REVIEW: Marriage of Figaro at Longborough
Preston Witts reviews Le Nozze di Figaro, Longborough Festival Opera, Sunday, 26th June
SINCE the music of Wolfgang Amadeus Mozart (1756-1791) is one of the glories of civilisation, Longborough Festival Opera was on to a winner from the start when it chose to stage The Marriage of Figaro as part of its 2016 season.
The opera — which opened on Sunday under its Italian title of Le Nozze di Figaro — is a delicious comedy of manners adorned by some of the most beautiful melodies ever written. What is also magnificent about the opera is that it was revolutionary in an age of revolution. Composed in 1786, in the wake of the American Revolution and three years ahead of the French Revolution, it is based on the 1781 play by Pierre Beaumarchais that set alarm bells ringing in pre-revolutionary Paris.
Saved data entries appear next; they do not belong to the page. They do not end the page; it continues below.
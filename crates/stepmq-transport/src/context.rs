use std::path::Path;
use std::sync::Arc;

use crate::error::Result;
use crate::reply::ReplySocket;
use crate::request::RequestSocket;

/// Default maximum frame payload size: 16 MiB.
pub const DEFAULT_MAX_PAYLOAD: usize = 16 * 1024 * 1024;

/// Transport-wide options carried by a [`Context`].
#[derive(Debug, Clone)]
pub struct ContextOptions {
    /// Maximum frame payload size in bytes. Default: 16 MiB.
    pub max_payload_size: usize,
    /// Permission mode for created socket paths. Default: `0o600`.
    pub socket_mode: u32,
}

impl Default for ContextOptions {
    fn default() -> Self {
        Self {
            max_payload_size: DEFAULT_MAX_PAYLOAD,
            socket_mode: 0o600,
        }
    }
}

/// Shared handle to the messaging environment.
///
/// A `Context` is cheap to clone and safe to share: every endpoint created
/// from it carries the same transport-wide options. The underlying state
/// lives as long as the longest holder; actors keep a clone for their whole
/// lifetime.
#[derive(Clone, Debug, Default)]
pub struct Context {
    inner: Arc<ContextOptions>,
}

impl Context {
    /// Create a context with default options.
    pub fn new() -> Self {
        Self::default()
    }

    /// Create a context with explicit options.
    pub fn with_options(options: ContextOptions) -> Self {
        Self {
            inner: Arc::new(options),
        }
    }

    /// The options endpoints created from this context will use.
    pub fn options(&self) -> &ContextOptions {
        &self.inner
    }

    /// Create and bind a reply-capable endpoint (server role).
    ///
    /// The optional identity is a stable diagnostic token attached to the
    /// endpoint; it is logged on bind and surfaced via
    /// [`ReplySocket::identity`].
    pub fn bind_reply(&self, path: impl AsRef<Path>, identity: Option<&str>) -> Result<ReplySocket> {
        ReplySocket::bind(path, identity, self.options())
    }

    /// Create and connect a request-capable endpoint (client role).
    pub fn connect_request(&self, path: impl AsRef<Path>) -> Result<RequestSocket> {
        RequestSocket::connect(path, self.options())
    }
}

#[cfg(test)]
mod tests {
    use super::*;

    #[test]
    fn clones_share_options() {
        let ctx = Context::with_options(ContextOptions {
            max_payload_size: 1024,
            ..ContextOptions::default()
        });
        let other = ctx.clone();
        assert_eq!(other.options().max_payload_size, 1024);
        assert_eq!(other.options().socket_mode, 0o600);
    }

    #[test]
    fn default_options() {
        let ctx = Context::new();
        assert_eq!(ctx.options().max_payload_size, DEFAULT_MAX_PAYLOAD);
    }
}
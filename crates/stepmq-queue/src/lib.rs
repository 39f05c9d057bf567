//! Reliable at-least-once delivery between a producer and a consumer.
//!
//! This is the reliability core of stepmq. Two symmetric actors compose
//! around a shared [`Context`](stepmq_transport::Context):
//!
//! - [`Consumer`] (server role) binds a reply endpoint and runs
//!   poll → receive → acknowledge → dispatch on its own thread.
//! - [`Producer`] (client role) connects a request endpoint and runs
//!   drain-queue → send → await-reply → pop-or-retry on its own thread.
//!
//! Every transport fault on either side is absorbed locally: the endpoint
//! is torn down and rebuilt after a fixed delay, and the producer retries
//! the unacknowledged head of its queue until the round trip succeeds.
//! Callers never see an error from [`Producer::publish`]; delivery
//! confidence is entirely internal. The cost of this contract is
//! at-least-once semantics: if an acknowledgment is lost after the
//! consumer already dispatched, the resent message is dispatched again.

pub mod consumer;
pub mod error;
pub mod producer;
pub mod retry;

pub use consumer::{Consumer, MessageObserver};
pub use error::{QueueError, Result};
pub use producer::Producer;
pub use retry::{StopFlag, POLL_TIMEOUT, RECONNECT_DELAY};

pub use stepmq_transport::Context;
pub use stepmq_wire::{Message, MessageKind};
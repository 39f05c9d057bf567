use std::path::PathBuf;

use clap::{Args, Subcommand};
use stepmq_wire::MessageKind;

use crate::exit::CliResult;

pub mod listen;
pub mod send;
pub mod version;

#[derive(Subcommand, Debug)]
pub enum Command {
    /// Run a consumer and print received messages.
    Listen(ListenArgs),
    /// Run a producer and publish one or more messages.
    Send(SendArgs),
    /// Show version information.
    Version,
}

pub fn run(command: Command) -> CliResult<i32> {
    match command {
        Command::Listen(args) => listen::run(args),
        Command::Send(args) => send::run(args),
        Command::Version => version::run(),
    }
}

#[derive(Args, Debug)]
pub struct ListenArgs {
    /// Socket path to bind.
    pub path: PathBuf,
    /// Identity token to attach to the endpoint.
    #[arg(long)]
    pub identity: Option<String>,
    /// Exit after receiving N messages.
    #[arg(long)]
    pub count: Option<usize>,
    /// Print messages as JSON instead of text.
    #[arg(long)]
    pub json: bool,
}

#[derive(Args, Debug)]
pub struct SendArgs {
    /// Socket path to connect to.
    pub path: PathBuf,
    /// Correlation id of the first message.
    #[arg(long, default_value = "1")]
    pub id: u64,
    /// Message kind (message, broadcast, kill, offline).
    #[arg(long, default_value = "message")]
    pub kind: MessageKind,
    /// Extension payload as a string.
    #[arg(long, conflicts_with = "file")]
    pub data: Option<String>,
    /// Read the extension payload from a file.
    #[arg(long, conflicts_with = "data")]
    pub file: Option<PathBuf>,
    /// Publish the message N times with consecutive ids.
    #[arg(long, default_value = "1")]
    pub repeat: u64,
    /// Maximum time in milliseconds to wait for the queue to drain.
    #[arg(long, default_value = "5000")]
    pub linger_ms: u64,
}
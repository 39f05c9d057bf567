//! Message record and binary wire codec.
//!
//! The unit exchanged between producer and consumer is a [`Message`]: an
//! opaque correlation id, a protocol tag ([`MessageKind`]), an opaque
//! extension payload, and an acknowledgment flag that is set only on
//! replies. The codec fails distinguishably on malformed input so the
//! reliability layer can tell a garbled frame from a transport fault.

pub mod error;
pub mod message;

pub use error::{Result, WireError};
pub use message::{Message, MessageKind};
The fact is that the work is seditious by the standards of its time. It portrays the unthinkable — humble servants outwitting their aristocratic masters. With the help of his ingenious librettist, Lorenzo Da Ponte, Mozart turned the Beaumarchais play into an opera of such stunning brilliance that it ranks among the greatest works of musical theatre ever created. (Three of the others are by Mozart as well — Cosi fan tutte, Don Giovanni and The Magic Flute.) The most notable thing about this Longborough production of Figaro (conducted by Robert Houssart, directed by Thomas Guthrie and designed by Rhiannon Newman Brown) is that the characters all seem tailor-made for the parts they’re playing.
The Australian-born baritone Grant Doyle as Figaro has the looks and physique of a matinee idol, the Norwegian soprano Beate Mordal as his girlfriend Susanna is a petite blonde of delectable vivacity, the rich-voiced soprano Susanna Fairbairn is the long-suffering Countess Almaviva to a tee, and Benjamin Bevan is convincing in his role as the cunning but much-thwarted Count Almaviva. Mention should also be made of Anna Harvey as Cherubino, a mellifluous mezzo-soprano who commanded attention whenever she appeared on stage.
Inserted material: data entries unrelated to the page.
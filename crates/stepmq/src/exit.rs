use std::fmt;

pub const SUCCESS: i32 = 0;
pub const FAILURE: i32 = 1;
#[allow(dead_code)]
pub const USAGE: i32 = 64;
pub const INTERNAL: i32 = 125;

pub type CliResult<T> = Result<T, CliError>;

#[derive(Debug)]
pub struct CliError {
    pub code: i32,
    pub message: String,
}

impl CliError {
    pub fn new(code: i32, message: impl Into<String>) -> Self {
        Self {
            code,
            message: message.into(),
        }
    }
}

impl fmt::Display for CliError {
    fn fmt(&self, f: &mut fmt::Formatter<'_>) -> fmt::Result {
        write!(f, "{}", self.message)
    }
}

impl std::error::Error for CliError {}
use std::os::fd::AsRawFd;
use std::os::unix::fs::{FileTypeExt, MetadataExt, PermissionsExt};
use std::os::unix::net::UnixListener;
use std::path::{Path, PathBuf};
use std::time::Duration;

use bytes::Bytes;
use tracing::{debug, info};

use crate::context::ContextOptions;
use crate::error::{Result, TransportError};
use crate::framed::{FramedStream, Step};
use crate::sys;

/// Unix `sockaddr_un.sun_path` is 108 bytes on Linux, 104 on macOS.
#[cfg(target_os = "linux")]
const MAX_PATH_LEN: usize = 108;
#[cfg(not(target_os = "linux"))]
const MAX_PATH_LEN: usize = 104;

/// The bind-role endpoint of a lock-step request/reply pair.
///
/// Holds at most one accepted peer stream at a time; the transport style is
/// one producer conversing with one consumer. A new endpoint is created
/// wholesale on every rebuild, never repaired in place.
pub struct ReplySocket {
    listener: UnixListener,
    path: PathBuf,
    created_inode: Option<(u64, u64)>,
    identity: Option<String>,
    peer: Option<FramedStream>,
    step: Step,
    max_payload: usize,
}

impl ReplySocket {
    pub(crate) fn bind(
        path: impl AsRef<Path>,
        identity: Option<&str>,
        options: &ContextOptions,
    ) -> Result<Self> {
        let path = path.as_ref().to_path_buf();

        let path_bytes = path.as_os_str().len();
        if path_bytes >= MAX_PATH_LEN {
            return Err(TransportError::PathTooLong {
                path,
                len: path_bytes,
                max: MAX_PATH_LEN,
            });
        }

        remove_stale_socket(&path)?;

        let listener = UnixListener::bind(&path).map_err(|e| TransportError::Bind {
            path: path.clone(),
            source: e,
        })?;

        std::fs::set_permissions(&path, std::fs::Permissions::from_mode(options.socket_mode))
            .map_err(|e| TransportError::Bind {
                path: path.clone(),
                source: e,
            })?;

        let created_inode = std::fs::symlink_metadata(&path)
            .map(|m| (m.dev(), m.ino()))
            .ok();

        info!(?path, identity, "reply endpoint bound");

        Ok(Self {
            listener,
            path,
            created_inode,
            identity: identity.map(str::to_owned),
            peer: None,
            step: Step::Recv,
            max_payload: options.max_payload_size,
        })
    }

    /// Wait up to `timeout` for an inbound request.
    ///
    /// With no peer connected this polls the listener and accepts a pending
    /// connection, reporting "nothing to read yet"; the next poll observes
    /// the peer's first frame. With a peer connected it polls the peer
    /// stream directly.
    pub fn poll_readable(&mut self, timeout: Duration) -> Result<bool> {
        match &self.peer {
            None => {
                if sys::wait_readable(self.listener.as_raw_fd(), timeout)? {
                    let (stream, _addr) = self.listener.accept().map_err(TransportError::Accept)?;
                    debug!(path = ?self.path, "accepted peer connection");
                    self.peer = Some(FramedStream::new(stream, self.max_payload)?);
                    self.step = Step::Recv;
                }
                Ok(false)
            }
            Some(peer) => Ok(sys::wait_readable(peer.raw_fd(), timeout)?),
        }
    }

    /// Receive one request frame from the connected peer.
    pub fn recv(&mut self) -> Result<Bytes> {
        if self.step != Step::Recv {
            return Err(TransportError::InvalidState { expected: "send" });
        }
        let peer = self.peer.as_mut().ok_or(TransportError::NotConnected)?;
        let payload = peer.recv_frame()?;
        self.step = Step::Send;
        Ok(payload)
    }

    /// Send one reply frame to the connected peer.
    pub fn send(&mut self, payload: &[u8]) -> Result<()> {
        if self.step != Step::Send {
            return Err(TransportError::InvalidState { expected: "recv" });
        }
        let peer = self.peer.as_mut().ok_or(TransportError::NotConnected)?;
        peer.send_frame(payload)?;
        self.step = Step::Recv;
        Ok(())
    }

    /// The identity attached to this endpoint, if any.
    pub fn identity(&self) -> Option<&str> {
        self.identity.as_deref()
    }

    /// The path this endpoint is bound to.
    pub fn path(&self) -> &Path {
        &self.path
    }
}

fn remove_stale_socket(path: &Path) -> Result<()> {
    if !path.exists() {
        return Ok(());
    }
    let metadata = std::fs::symlink_metadata(path).map_err(|e| TransportError::Bind {
        path: path.to_path_buf(),
        source: e,
    })?;
    if !metadata.file_type().is_socket() {
        return Err(TransportError::Bind {
            path: path.to_path_buf(),
            source: std::io::Error::new(
                std::io::ErrorKind::AlreadyExists,
                "existing path is not a unix socket",
            ),
        });
    }
    debug!(?path, "removing stale socket");
    std::fs::remove_file(path).map_err(|e| TransportError::Bind {
        path: path.to_path_buf(),
        source: e,
    })
}

impl Drop for ReplySocket {
    fn drop(&mut self) {
        // Remove the socket file only if it is still the one we created;
        // a replaced path must survive our teardown.
        if let Some((expected_dev, expected_ino)) = self.created_inode {
            if let Ok(metadata) = std::fs::symlink_metadata(&self.path) {
                if metadata.file_type().is_socket()
                    && metadata.dev() == expected_dev
                    && metadata.ino() == expected_ino
                {
                    debug!(path = ?self.path, "removing socket file");
                    let _ = std::fs::remove_file(&self.path);
                }
            }
        }
    }
}

impl std::fmt::Debug for ReplySocket {
    fn fmt(&self, f: &mut std::fmt::Formatter<'_>) -> std::fmt::Result {
        f.debug_struct("ReplySocket")
            .field("path", &self.path)
            .field("identity", &self.identity)
            .field("connected", &self.peer.is_some())
            .finish()
    }
}

#[cfg(test)]
mod tests {
    use super::*;
    use crate::context::Context;

    fn make_sock_path(tag: &str) -> PathBuf {
        let dir = PathBuf::from(format!(
            "/tmp/stepmq-{}-{}-{}",
            tag,
            std::process::id(),
            std::time::SystemTime::now()
                .duration_since(std::time::UNIX_EPOCH)
                .expect("time should be after epoch")
                .as_nanos()
        ));
        std::fs::create_dir_all(&dir).expect("temp dir should be creatable");
        dir.join("reply.sock")
    }

    fn cleanup(path: &Path) {
        if let Some(parent) = path.parent() {
            let _ = std::fs::remove_dir_all(parent);
        }
    }

    #[test]
    fn bind_poll_accept_roundtrip() {
        let path = make_sock_path("roundtrip");
        let ctx = Context::new();
        let mut server = ctx.bind_reply(&path, None).expect("bind should succeed");

        let client_path = path.clone();
        let client_ctx = ctx.clone();
        let client = std::thread::spawn(move || {
            let mut socket = client_ctx
                .connect_request(&client_path)
                .expect("connect should succeed");
            socket.send(b"request").expect("send should succeed");
            assert!(socket
                .poll_readable(Duration::from_secs(2))
                .expect("poll should succeed"));
            socket.recv().expect("recv should succeed")
        });

        // First readiness accepts the connection, a later one sees the frame.
        let deadline = std::time::Instant::now() + Duration::from_secs(2);
        while !server.poll_readable(Duration::from_millis(50)).unwrap() {
            assert!(std::time::Instant::now() < deadline, "no request arrived");
        }
        let request = server.recv().unwrap();
        assert_eq!(request.as_ref(), b"request");
        server.send(b"reply").unwrap();

        let reply = client.join().unwrap();
        assert_eq!(reply.as_ref(), b"reply");
        cleanup(&path);
    }

    #[test]
    fn send_before_recv_is_rejected() {
        let path = make_sock_path("lockstep");
        let mut server = Context::new().bind_reply(&path, None).unwrap();
        assert!(matches!(
            server.send(b"unsolicited"),
            Err(TransportError::InvalidState { expected: "recv" })
        ));
        cleanup(&path);
    }

    #[test]
    fn recv_without_peer_is_rejected() {
        let path = make_sock_path("nopeer");
        let mut server = Context::new().bind_reply(&path, None).unwrap();
        assert!(matches!(server.recv(), Err(TransportError::NotConnected)));
        cleanup(&path);
    }

    #[test]
    fn poll_times_out_without_traffic() {
        let path = make_sock_path("idle");
        let mut server = Context::new().bind_reply(&path, None).unwrap();
        assert!(!server.poll_readable(Duration::from_millis(20)).unwrap());
        cleanup(&path);
    }

    #[test]
    fn identity_is_recorded() {
        let path = make_sock_path("identity");
        let server = Context::new().bind_reply(&path, Some("consumer-7")).unwrap();
        assert_eq!(server.identity(), Some("consumer-7"));
        cleanup(&path);
    }

    #[test]
    fn stale_socket_is_replaced() {
        let path = make_sock_path("stale");
        let first = Context::new().bind_reply(&path, None).unwrap();
        // Simulate a crashed predecessor: the file stays, the listener dies.
        std::mem::forget(first);
        let _second = Context::new()
            .bind_reply(&path, None)
            .expect("rebind over stale socket should succeed");
        cleanup(&path);
    }

    #[test]
    fn bind_refuses_non_socket_file() {
        let path = make_sock_path("regular");
        std::fs::write(&path, b"regular file").unwrap();
        assert!(matches!(
            Context::new().bind_reply(&path, None),
            Err(TransportError::Bind { .. })
        ));
        cleanup(&path);
    }

    #[test]
    fn bind_rejects_overlong_path() {
        let long = format!("/tmp/{}.sock", "a".repeat(200));
        assert!(matches!(
            Context::new().bind_reply(&long, None),
            Err(TransportError::PathTooLong { .. })
        ));
    }

    #[test]
    fn drop_removes_socket_file() {
        let path = make_sock_path("drop");
        let server = Context::new().bind_reply(&path, None).unwrap();
        assert!(path.exists());
        drop(server);
        assert!(!path.exists(), "socket file should be removed on drop");
        cleanup(&path);
    }

    #[test]
    fn drop_spares_replaced_path() {
        let path = make_sock_path("replaced");
        let server = Context::new().bind_reply(&path, None).unwrap();
        std::fs::remove_file(&path).unwrap();
        std::fs::write(&path, b"replacement").unwrap();
        drop(server);
        assert!(path.exists(), "replaced path must survive drop");
        cleanup(&path);
    }

    #[test]
    fn socket_mode_is_applied() {
        let path = make_sock_path("mode");
        let _server = Context::new().bind_reply(&path, None).unwrap();
        let mode = std::fs::metadata(&path).unwrap().permissions().mode() & 0o777;
        assert_eq!(mode, 0o600);
        cleanup(&path);
    }
}
mod cmd;
mod exit;

use clap::Parser;
use tracing::Level;

use crate::cmd::Command;

#[derive(Parser, Debug)]
#[command(name = "stepmq", version, about = "Reliable request/reply messaging CLI")]
struct Cli {
    /// Minimum log level (stderr).
    #[arg(long, value_name = "LEVEL", default_value = "info", global = true)]
    log_level: Level,

    /// Emit logs as JSON (stderr).
    #[arg(long, global = true)]
    log_json: bool,

    #[command(subcommand)]
    command: Command,
}

fn init_logging(level: Level, json: bool) {
    let builder = tracing_subscriber::fmt()
        .with_writer(std::io::stderr)
        .with_max_level(level)
        .with_ansi(false)
        .with_target(false);
    if json {
        let _ = builder.json().try_init();
    } else {
        let _ = builder.try_init();
    }
}

fn main() {
    let cli = Cli::parse();
    init_logging(cli.log_level, cli.log_json);

    match cmd::run(cli.command) {
        Ok(code) => std::process::exit(code),
        Err(err) => {
            eprintln!("error: {err}");
            std::process::exit(err.code);
        }
    }
}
Given the political radicalism of the work (even though Da Ponte toned down the overtly revolutionary flavour of the play in order to get the opera version past the censors) the Longborough Figaro is set just before the First World War during the period between 1910 and 1914 known as the Great Unrest.
It is fitting that a work by Mozart — whose music is as timeless as the plays of Shakespeare — should be transported to a setting closer to our own age, especially as that age is currently being commemorated to mark the centenary of the greatest military conflict the world had ever known.
But Figaro is not about war but about the pressure for social change. And Mozart and Da Ponte pull it off with glorious panache – even if the main achievement of the plotters is the abolition of droit du seigneur!
Longborough’s Figaro is a spirited and exceptionally well-performed version of this comedy of errors, misunderstandings and romantic entanglements. And the music of course is gorgeous.
The Marriage of Figaro continues until 7th July. Leoš Janáček’s opera Jenůfa will run from 16th July until 23rd July and the Longborough season will end with Handel’s Alcina on 30th and 31st July.